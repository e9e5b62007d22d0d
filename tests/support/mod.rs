//! Skriptbare Kollaborateure für Controller-Tests ohne UI und Netzwerk.
//!
//! Alle Fakes sind `Clone` und teilen ihren Zustand, damit Tests nach der
//! Übergabe an `Services` weiterhin prüfen können, was passiert ist.

#![allow(dead_code)]

use poi_route_planner::services::{NameRequestId, RouteTicket};
use poi_route_planner::{
    AppIntent, GeoNameResolver, Geolocator, LatLng, MapController, MapSession,
    MemoryKeyValueStore, PlannerOptions, RouteEngine, RouteResponse, RoutePath, SceneMapView,
    Services, UserPrompt,
};
use std::collections::VecDeque;
use std::sync::{Arc, Mutex, MutexGuard};

pub const HOME: LatLng = LatLng::new(10.3157, 123.8854);
pub const CARCAR: LatLng = LatLng::new(10.0, 123.0);
pub const TALISAY: LatLng = LatLng::new(10.2447, 123.8494);

fn lock<T>(inner: &Mutex<T>) -> MutexGuard<'_, T> {
    inner.lock().expect("Test-Lock vergiftet")
}

// ── UserPrompt ──────────────────────────────────────────────────────

#[derive(Debug, Default)]
struct PromptInner {
    answers: VecDeque<bool>,
    default_answer: bool,
    confirms: Vec<String>,
    notices: Vec<String>,
}

/// Beantwortet Bestätigungen nach Skript, sonst mit der Standardantwort.
#[derive(Debug, Clone, Default)]
pub struct ScriptedPrompt {
    inner: Arc<Mutex<PromptInner>>,
}

impl ScriptedPrompt {
    pub fn answering(&self, answer: bool) {
        lock(&self.inner).default_answer = answer;
    }

    pub fn push_answer(&self, answer: bool) {
        lock(&self.inner).answers.push_back(answer);
    }

    pub fn confirms(&self) -> Vec<String> {
        lock(&self.inner).confirms.clone()
    }

    pub fn notices(&self) -> Vec<String> {
        lock(&self.inner).notices.clone()
    }
}

impl UserPrompt for ScriptedPrompt {
    fn confirm(&mut self, message: &str) -> bool {
        let mut inner = lock(&self.inner);
        inner.confirms.push(message.to_string());
        let default_answer = inner.default_answer;
        inner.answers.pop_front().unwrap_or(default_answer)
    }

    fn notify(&mut self, message: &str) {
        lock(&self.inner).notices.push(message.to_string());
    }
}

// ── GeoNameResolver ─────────────────────────────────────────────────

/// Merkt sich Anfragen; Tests liefern die Antwort als Intent nach.
#[derive(Debug, Clone, Default)]
pub struct RecordingResolver {
    requests: Arc<Mutex<Vec<(NameRequestId, LatLng)>>>,
}

impl RecordingResolver {
    pub fn requests(&self) -> Vec<(NameRequestId, LatLng)> {
        lock(&self.requests).clone()
    }

    pub fn last_request(&self) -> NameRequestId {
        lock(&self.requests)
            .last()
            .map(|(id, _)| *id)
            .expect("Namensauflösung erwartet")
    }
}

impl GeoNameResolver for RecordingResolver {
    fn request_place_name(&mut self, request: NameRequestId, position: LatLng) {
        lock(&self.requests).push((request, position));
    }
}

// ── RouteEngine ─────────────────────────────────────────────────────

#[derive(Debug, Default)]
struct RouteInner {
    requests: Vec<(RouteTicket, LatLng, LatLng)>,
    cancelled: Vec<RouteTicket>,
}

/// Merkt sich Routenanfragen und Abbrüche.
#[derive(Debug, Clone, Default)]
pub struct RecordingRouteEngine {
    inner: Arc<Mutex<RouteInner>>,
}

impl RecordingRouteEngine {
    pub fn requests(&self) -> Vec<(RouteTicket, LatLng, LatLng)> {
        lock(&self.inner).requests.clone()
    }

    pub fn cancelled(&self) -> Vec<RouteTicket> {
        lock(&self.inner).cancelled.clone()
    }

    pub fn last_ticket(&self) -> RouteTicket {
        lock(&self.inner)
            .requests
            .last()
            .map(|(ticket, _, _)| *ticket)
            .expect("Routenanfrage erwartet")
    }
}

impl RouteEngine for RecordingRouteEngine {
    fn request_route(&mut self, ticket: RouteTicket, from: LatLng, to: LatLng) {
        lock(&self.inner).requests.push((ticket, from, to));
    }

    fn cancel_route(&mut self, ticket: RouteTicket) {
        lock(&self.inner).cancelled.push(ticket);
    }
}

// ── Geolocator ──────────────────────────────────────────────────────

/// Zählt Standortanfragen.
#[derive(Debug, Clone, Default)]
pub struct RecordingGeolocator {
    calls: Arc<Mutex<usize>>,
}

impl RecordingGeolocator {
    pub fn calls(&self) -> usize {
        *lock(&self.calls)
    }
}

impl Geolocator for RecordingGeolocator {
    fn request_position(&mut self) {
        *lock(&self.calls) += 1;
    }
}

// ── Harness ─────────────────────────────────────────────────────────

/// Alle Fakes einer Session.
#[derive(Debug, Clone, Default)]
pub struct Fakes {
    pub view: SceneMapView,
    pub prompt: ScriptedPrompt,
    pub names: RecordingResolver,
    pub routes: RecordingRouteEngine,
    pub geolocator: RecordingGeolocator,
}

impl Fakes {
    pub fn services(&self) -> Services {
        Services {
            prompt: Box::new(self.prompt.clone()),
            map_view: Box::new(self.view.clone()),
            names: Box::new(self.names.clone()),
            routes: Box::new(self.routes.clone()),
            geolocator: Box::new(self.geolocator.clone()),
        }
    }
}

/// Controller plus Session auf In-Memory-Speicher.
pub struct Harness {
    pub controller: MapController,
    pub session: MapSession,
    pub fakes: Fakes,
    pub backend: MemoryKeyValueStore,
}

impl Harness {
    pub fn new() -> Self {
        Self::with(PlannerOptions::default(), MemoryKeyValueStore::new())
    }

    pub fn with(options: PlannerOptions, backend: MemoryKeyValueStore) -> Self {
        let fakes = Fakes::default();
        fakes.prompt.answering(true);
        Self {
            controller: MapController::new(fakes.services()),
            session: MapSession::new(options, Box::new(backend.clone())),
            fakes,
            backend,
        }
    }

    /// Startup plus erfolgreiche Standortbestimmung bei `HOME`.
    pub fn started_at_home() -> Self {
        let mut harness = Self::new();
        harness.send(AppIntent::StartupRequested);
        harness.send(AppIntent::GeolocationResolved { position: HOME });
        harness
    }

    pub fn send(&mut self, intent: AppIntent) {
        self.controller
            .handle_intent(&mut self.session, intent)
            .expect("Intent sollte ohne Fehler durchlaufen");
    }

    /// Klick, Bestätigung und Namensauflösung in einem Schritt.
    pub fn add_marker(&mut self, position: LatLng, name: &str) {
        self.send(AppIntent::MapClicked { position });
        let request = self.fakes.names.last_request();
        self.send(AppIntent::PlaceNameResolved {
            request,
            outcome: Ok(name.to_string()),
        });
    }

    pub fn route_found(&mut self, ticket: RouteTicket, meters: f64, seconds: f64) {
        self.send(AppIntent::RouteFound {
            ticket,
            route: RouteResponse {
                path: RoutePath::new(vec![HOME, CARCAR]),
                total_distance_m: meters,
                total_time_s: seconds,
            },
        });
    }
}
= = = =
*YOUR ASSIGNMENT*
All lines of the data above that include the word "calls" must be shown.

*REPLY*
    calls: Arc<Mutex<usize>>,
    pub fn calls(&self) -> usize {
        *lock(&self.calls)
        *lock(&self.calls) += 1;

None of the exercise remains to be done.